This section is from "The American Cyclopaedia", by George Ripley And Charles A. Dana. Also available from Amazon: The New American Cyclopędia. 16 volumes complete..
Matthew Lock, an English composer, born in Exeter about 1635, died in London in 1G7T. He was a pupil of Edward Gibbons, organist of Exeter cathedral, and was brought into prominence by composing the music for the ceremonies attending the restoration of Charles II., in whose court he obtained the post of composer in ordinary. Though he wrote both for the opera and the church, he is chiefly known at the present day from having composed the incidental music to " Macbeth " and the " Tempest" which is still given when those plays are performed. He wrote also several musical treatises, which were controversial in their character and of little value.
See Matthew Paris.
Matthew Poole, an English clergyman, born in York in 1624, died in Amsterdam in 1679. He was educated at Emmanuel college, Cambridge, took orders, and in 1648 was rector of St. Michael le Quern, London, but resigned upon the passage of the uniformity act in 1662. He engaged in the nonconformity controversies of his time; and wrote much in opposition to the Roman Catholic church. His last years were spent in Holland. His principal work is the Synopsis Criticorum Biolicorum (5 vols, fol., 1669-'76), a digest of the Critici Sacri (1660), presenting in a condensed form the views of 150 commentators.
Matthew Thornton, a signer of the Declaration of Independence, born in Ireland in 1714, died in Newburyport, Mass., June 24, 1803. His father emigrated to America about 1717. The son was educated at Worcester, Mass., studied medicine, and commenced practice at Londonderry, N. II. In 1745, as a surgeon, he joined a New Hampshire division of 500 men in the expedition against Louisburg. At the beginning of the revolutionary war Dr. Thornton was a colonel in the militia. When a provincial convention was called, he was chosen its president; but he was immediately appointed to represent New Hampshire in the congress, and was permitted to sign the Declaration of Independence after taking his seat in September, 1776. Subsequently he was chief justice of the court of common pleas in New Hampshire, and later a judge of the superior court.
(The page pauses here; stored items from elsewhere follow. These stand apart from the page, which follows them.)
// src/parsers/outlook.rs
// Outlook packs each inbox row's whole summary into one accessibility
// description string, the same way WhatsApp does — an email list cell and
// a calendar cell are told apart by which of two fixed regexes their
// description matches rather than by any structural attribute.

use async_trait::async_trait;
use chrono::{Local, NaiveDate, TimeZone};
use regex::Regex;
use std::collections::BTreeMap;
use std::sync::LazyLock;

use crate::accessibility::ElementHandle;
use crate::dates::{parse_app_timestamp, parse_bare_time};
use crate::deadline::Deadline;
use crate::error::HarvesterError;
use crate::matcher::Matcher;
use crate::traversal::{self, TraversalConfig};

use super::common::text_of;
use super::types::{
    AppKind, AppParser, CalendarEvent, ChannelType, ConversationRecord, MessageMetadata,
    MessageRecord, MessageType, ParseResult,
};

pub struct OutlookParser;

static EMAIL_RE: LazyLock<Regex> = LazyLock::new(|| {
    Regex::new(r"(?s)^Sender:\s*(.*?),\s*Subject:\s*(.*?),\s*(\d{1,2}/\d{1,2}/\d{2,4}),\s*Message preview:\s*(.*)$")
        .unwrap()
});

/// Shared with Teams — both apps render a calendar cell the same way.
pub static CALENDAR_CELL_RE: LazyLock<Regex> = LazyLock::new(|| {
    Regex::new(
        r"^(.*?), ((?:\w+ \d{1,2}, \d{4} \d{1,2}:\d{2} (?:AM|PM)) to (\d{1,2}:\d{2} (?:AM|PM))), location: (.*?), organized by (.*?),.*$",
    )
    .unwrap()
});

fn parse_date_only(s: &str) -> Option<NaiveDate> {
    let mut parts = s.trim().split('/');
    let month: u32 = parts.next()?.parse().ok()?;
    let day: u32 = parts.next()?.parse().ok()?;
    let year_raw: i32 = parts.next()?.parse().ok()?;
    let year = if year_raw < 100 { 2000 + year_raw } else { year_raw };
    NaiveDate::from_ymd_opt(year, month, day)
}

struct ParsedEmail {
    sender: String,
    subject: String,
    timestamp: chrono::DateTime<Local>,
    preview: String,
}

fn parse_email_cell(description: &str) -> Option<ParsedEmail> {
    let caps = EMAIL_RE.captures(description)?;
    let sender = caps.get(1)?.as_str().trim().to_string();
    let subject = caps.get(2)?.as_str().trim().to_string();
    let date = parse_date_only(caps.get(3)?.as_str())?;
    let preview = caps.get(4)?.as_str().trim().to_string();
    let naive = date.and_hms_opt(0, 0, 0)?;
    let timestamp = match Local.from_local_datetime(&naive) {
        chrono::LocalResult::Single(dt) => dt,
        chrono::LocalResult::Ambiguous(dt, _) => dt,
        chrono::LocalResult::None => return None,
    };
    Some(ParsedEmail { sender, subject, timestamp, preview })
}

/// Shared with Teams — both apps render a calendar cell in the same shape.
pub fn parse_calendar_cell(description: &str, reference: chrono::DateTime<Local>) -> Option<CalendarEvent> {
    let caps = CALENDAR_CELL_RE.captures(description)?;
    let title = caps.get(1)?.as_str().trim().to_string();
    let range = caps.get(2)?.as_str();
    let end_raw = caps.get(3)?.as_str().trim();
    let location = caps.get(4)?.as_str().trim().to_string();
    let organizer = caps.get(5)?.as_str().trim().to_string();

    let (start_raw, _) = range.split_once(" to ")?;
    let start = parse_app_timestamp(start_raw.trim(), reference)?;
    let end = parse_bare_time(end_raw).and_then(|time| {
        let naive = chrono::NaiveDateTime::new(start.date_naive(), time);
        match Local.from_local_datetime(&naive) {
            chrono::LocalResult::Single(dt) => Some(dt),
            chrono::LocalResult::Ambiguous(dt, _) => Some(dt),
            chrono::LocalResult::None => None,
        }
    });

    Some(CalendarEvent { title, start, end, location, organizer })
}

#[async_trait]
impl AppParser for OutlookParser {
    fn app_kind(&self) -> AppKind {
        AppKind::Outlook
    }

    async fn parse(&self, window: &ElementHandle, deadline: Deadline) -> Result<ParseResult, HarvesterError> {
        let mut warnings = Vec::new();
        let config = TraversalConfig::new().deadline(deadline);
        let reference = Local::now();

        let cells = traversal::find_elements(window.clone(), config.clone(), Matcher::Always).await?;

        let mut by_subject: BTreeMap<String, Vec<MessageRecord>> = BTreeMap::new();
        let mut calendar_events = Vec::new();

        for cell in &cells {
            if deadline.has_passed() {
                warnings.push("deadline exceeded before window fully parsed".to_string());
                break;
            }
            let Some(description) = text_of(cell).await? else { continue };

            if let Some(event) = parse_calendar_cell(&description, reference) {
                calendar_events.push(event);
                continue;
            }
            if let Some(email) = parse_email_cell(&description) {
                by_subject.entry(email.subject.clone()).or_default().push(MessageRecord {
                    sender: email.sender,
                    content: email.preview,
                    timestamp: email.timestamp,
                    message_type: MessageType::Text,
                    metadata: MessageMetadata {
                        thread_id: Some(email.subject),
                        reply_count: None,
                        reactions: Vec::new(),
                        edited: false,
                        attachments: Vec::new(),
                    },
                });
            }
        }

        let conversations = by_subject
            .into_iter()
            .map(|(subject, messages)| {
                let participants: std::collections::BTreeSet<String> =
                    messages.iter().map(|m| m.sender.clone()).collect();
                ConversationRecord {
                    app: AppKind::Outlook,
                    channel_type: ChannelType::Email,
                    channel_name: subject,
                    participants: participants.into_iter().collect(),
                    messages,
                }
            })
            .collect::<Vec<_>>();

        if conversations.is_empty() && calendar_events.is_empty() {
            warnings.push("no email or calendar cells matched".to_string());
        }

        Ok(ParseResult { conversations, calendar_events, warnings, ..Default::default() })
    }
}

#[cfg(test)]
mod tests {
    use super::*;
    use crate::accessibility::MockElement;
    use chrono::{Datelike, Timelike};

    #[tokio::test]
    async fn parses_email_cell_via_regex() {
        let cell = MockElement::leaf()
            .description(
                "Sender: ops@example.com, Subject: Maintenance Notice, 3/3/2023, Message preview: Maintenance window tonight.",
            )
            .build();
        let window = MockElement::leaf().child(cell).build();

        let result = OutlookParser.parse(&window, Deadline::never()).await.unwrap();
        assert_eq!(result.conversations.len(), 1);
        let conv = &result.conversations[0];
        assert_eq!(conv.channel_name, "Maintenance Notice");
        assert_eq!(conv.messages[0].sender, "ops@example.com");
        assert_eq!(conv.messages[0].content, "Maintenance window tonight.");
    }

    #[tokio::test]
    async fn parses_calendar_cell_via_regex() {
        let cell = MockElement::leaf()
            .description(
                "Design Review, March 3, 2023 2:00 PM to 3:00 PM, location: Room 4, organized by Priya, more detail here",
            )
            .build();
        let window = MockElement::leaf().child(cell).build();

        let result = OutlookParser.parse(&window, Deadline::never()).await.unwrap();
        assert!(result.conversations.is_empty());
        assert_eq!(result.calendar_events.len(), 1);
        let event = &result.calendar_events[0];
        assert_eq!(event.title, "Design Review");
        assert_eq!(event.location, "Room 4");
        assert_eq!(event.organizer, "Priya");
        assert_eq!((event.start.year(), event.start.month(), event.start.day()), (2023, 3, 3));
        assert_eq!(event.start.hour(), 14);
        let end = event.end.unwrap();
        assert_eq!(end.hour(), 15);
    }
}
// src/parsers/calendar.rs
// Calendar event detail pane: title, start time, organizer, attendee list
// and a free-text description. Modeled as a single-message conversation
// (like a document) but with the attendee list as participants and the
// organizer as sender, so the event shows up correctly in a
// participant-filtered search.

use async_trait::async_trait;

use crate::accessibility::ElementHandle;
use crate::deadline::Deadline;
use crate::error::HarvesterError;
use crate::matcher::Matcher;
use crate::traversal::{self, TraversalConfig};

use super::common::{resolve_timestamp, text_of};
use super::types::{
    AppKind, AppParser, ChannelType, ConversationRecord, MessageMetadata, MessageRecord,
    MessageType, ParseResult,
};

pub struct CalendarParser;

#[async_trait]
impl AppParser for CalendarParser {
    fn app_kind(&self) -> AppKind {
        AppKind::Calendar
    }

    async fn parse(&self, window: &ElementHandle, deadline: Deadline) -> Result<ParseResult, HarvesterError> {
        let mut warnings = Vec::new();
        let config = TraversalConfig::new().deadline(deadline);

        let title = match traversal::find_element(
            window.clone(),
            config.clone(),
            Matcher::has_attribute_equal_to("data-qa", "event-title"),
        )
        .await?
        {
            Some(el) => text_of(&el).await?.unwrap_or_else(|| "untitled-event".to_string()),
            None => "untitled-event".to_string(),
        };

        let organizer = match traversal::find_element(
            window.clone(),
            config.clone(),
            Matcher::has_attribute_equal_to("data-qa", "event-organizer"),
        )
        .await?
        {
            Some(el) => text_of(&el).await?,
            None => None,
        }
        .unwrap_or_else(|| "unknown-organizer".to_string());

        let start_time = match traversal::find_element(
            window.clone(),
            config.clone(),
            Matcher::has_attribute_equal_to("data-qa", "event-start-time"),
        )
        .await?
        {
            Some(el) => text_of(&el).await?.as_deref().and_then(resolve_timestamp),
            None => None,
        };
        let Some(start_time) = start_time else {
            warnings.push("event had no parseable start time".to_string());
            return Ok(ParseResult {
                conversations: vec![],
                warnings,
                ..Default::default()
            });
        };

        let description = match traversal::find_element(
            window.clone(),
            config.clone(),
            Matcher::has_attribute_equal_to("data-qa", "event-description"),
        )
        .await?
        {
            Some(el) => text_of(&el).await?,
            None => None,
        }
        .unwrap_or_default();

        let attendee_els = traversal::find_elements(
            window.clone(),
            config.clone(),
            Matcher::has_attribute_equal_to("data-qa", "event-attendee"),
        )
        .await?;
        let mut participants = std::collections::BTreeSet::new();
        participants.insert(organizer.clone());
        for el in &attendee_els {
            if let Some(name) = text_of(el).await? {
                participants.insert(name);
            }
        }

        let conversation = ConversationRecord {
            app: AppKind::Calendar,
            channel_type: ChannelType::Event,
            channel_name: title,
            participants: participants.into_iter().collect(),
            messages: vec![MessageRecord {
                sender: organizer,
                content: description,
                timestamp: start_time,
                message_type: MessageType::SystemNotice,
                metadata: MessageMetadata::default(),
            }],
        };

        Ok(ParseResult {
            conversations: vec![conversation],
            warnings,
            ..Default::default()
        })
    }
}
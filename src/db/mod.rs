// db/mod.rs
// Unified database layer with rusqlite + sqlite-vec: the relational +
// vector store colocated in one SQLite file (C8), plus the synchronous
// write/read/search helpers the ingestion pipeline (C9) and query engine
// (C10) run on the pool's blocking thread.

pub mod embeddings;
pub mod messages;
pub mod migration_helpers;
pub mod pool;
pub mod schema;
pub mod search;
pub mod types;

pub use embeddings::{VectorHit, delete_embedding_sync, insert_embedding_sync, knn_search_sync};
pub use messages::{
    NewMessage, find_by_content_identity_sync, find_by_logical_id_sync, find_message_by_id_sync,
    insert_new_message_sync, reactions_for_message_sync, record_ingestion_session_sync,
    replace_reactions_sync, touch_message_sync, update_message_content_sync,
};
pub use pool::DatabasePool;
pub use schema::EMBEDDING_DIM;
pub use search::{
    StructuredFilter, expand_thread_sync, keyword_search_sync, messages_in_window_sync,
    structured_search_sync,
};
pub use types::{IngestionLogRow, StoredMessage, StoredReaction};
// src/parsers/messages.rs
// Apple Messages: bubbles carry no explicit sender attribute at all —
// alignment is the only signal (`AXSubrole == "AXChatBubble"`, with the
// host OS exposing the sent/received distinction as the bubble's
// description prefix, e.g. "sent" vs. "Alice,"). Group chats repeat the
// sender name as part of the bubble description.

use async_trait::async_trait;

use crate::accessibility::ElementHandle;
use crate::deadline::Deadline;
use crate::error::HarvesterError;
use crate::matcher::Matcher;
use crate::traversal::{self, TraversalConfig};

use super::bubble::{parse_bubble_conversation, BubbleSelectors};
use super::common::text_of;
use super::types::{AppKind, AppParser, ChannelType, ParseResult};

pub struct MessagesParser;

fn selectors() -> BubbleSelectors {
    BubbleSelectors {
        bubble: Matcher::has_subrole("AXChatBubble"),
        outgoing: Matcher::has_attribute_substring("AXLabel", "sent"),
        sender: Matcher::has_attribute_equal_to("data-qa", "bubble-sender"),
        content: Matcher::has_role("AXStaticText"),
        timestamp: Matcher::has_attribute_equal_to("data-qa", "bubble-timestamp"),
        reaction: Matcher::has_attribute_equal_to("data-qa", "tapback"),
    }
}

#[async_trait]
impl AppParser for MessagesParser {
    fn app_kind(&self) -> AppKind {
        AppKind::Messages
    }

    async fn parse(&self, window: &ElementHandle, deadline: Deadline) -> Result<ParseResult, HarvesterError> {
        let config = TraversalConfig::new().deadline(deadline);
        let header = traversal::find_element(
            window.clone(),
            config.clone(),
            Matcher::has_attribute_equal_to("data-qa", "conversation-title"),
        )
        .await?;
        let channel_name = match header {
            Some(el) => text_of(&el).await?.unwrap_or_else(|| "unknown-conversation".to_string()),
            None => "unknown-conversation".to_string(),
        };
        let channel_type = if channel_name.contains(',') {
            ChannelType::GroupChat
        } else {
            ChannelType::DirectMessage
        };

        parse_bubble_conversation(
            window,
            &selectors(),
            AppKind::Messages,
            channel_type,
            channel_name.clone(),
            "me",
            &channel_name,
            deadline,
        )
        .await
    }
}

#[cfg(test)]
mod tests {
    use super::*;
    use crate::accessibility::MockElement;

    #[tokio::test]
    async fn parses_direct_conversation() {
        let sent_bubble = MockElement::leaf()
            .subrole("AXChatBubble")
            .attribute("AXLabel", "sent")
            .child(MockElement::leaf().role("AXStaticText").value("on my way").build())
            .child(
                MockElement::leaf()
                    .attribute("data-qa", "bubble-timestamp")
                    .value("2:41 PM")
                    .build(),
            )
            .build();
        let window = MockElement::leaf()
            .child(
                MockElement::leaf()
                    .attribute("data-qa", "conversation-title")
                    .value("Jordan")
                    .build(),
            )
            .child(sent_bubble)
            .build();

        let result = MessagesParser.parse(&window, Deadline::never()).await.unwrap();
        let conv = &result.conversations[0];
        assert_eq!(conv.channel_type, ChannelType::DirectMessage);
        assert_eq!(conv.messages[0].sender, "me");
        assert_eq!(conv.messages[0].content, "on my way");
    }
}
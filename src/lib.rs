//! Route template parsing and parameter redaction for HTTP telemetry.
//!
//! A template such as `api/routes/{routeId}/chats/{chatId?}/{**tail}` is compiled once into a
//! [`ParsedRoute`]. Each request path is then walked against it to pull out parameter values,
//! and every value taken from the path passes through a [`RedactionPolicy`] before it reaches
//! logs or traces.

pub mod enums;
pub mod errors;
pub mod extract;
pub mod path;
pub mod redaction;
pub mod route;
pub mod telemetry;

pub use enums::RedactionMode;
pub use errors::{RouteTelemetryError, RouteTelemetryResult};
pub use extract::{ExtractedParameter, ParameterExtractor, RawParameter, extract_parameters};
pub use redaction::{
    ClassificationMap, Classifier, DataClassification, ErasingRedactor, REDACTED_PLACEHOLDER,
    RedactionModeError, RedactionPolicy, Redactor, apply_redaction,
};
pub use route::{ParamOffset, ParsedRoute, Segment, SegmentFlags, TemplateError, compile_template};
pub use telemetry::{
    RouteParameter, RouteTelemetry, TelemetryOptions, TelemetryOptionsBuilder, TemplateCache,
};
He removed from Londonderry to Exeter, and finally fixed his residence at Merrimack, where he purchased a large estate.
Matthias Claudius, called Asmus, or the Wandsheck messenger (Der Wandsbecker Bote), from his connection with the periodical of that name, a popular German writer, born near Lubeck about 1740, died in Hamburg, Jan. 21, 1815. His poems were originally fugitive pieces which appeared from time to time in various periodicals. These he collected in 1775 and subsequent years, and gave to the world under the title of Asmus Omnia sua se-cum portans (last ed., Hamburg, 1844). Many of his songs have been set to music. The most popular of them is the song on Rhine wine (Rheinweinlied), which is still sung at the German festivals. In the latter part of his life he became a convert to religious mysticism.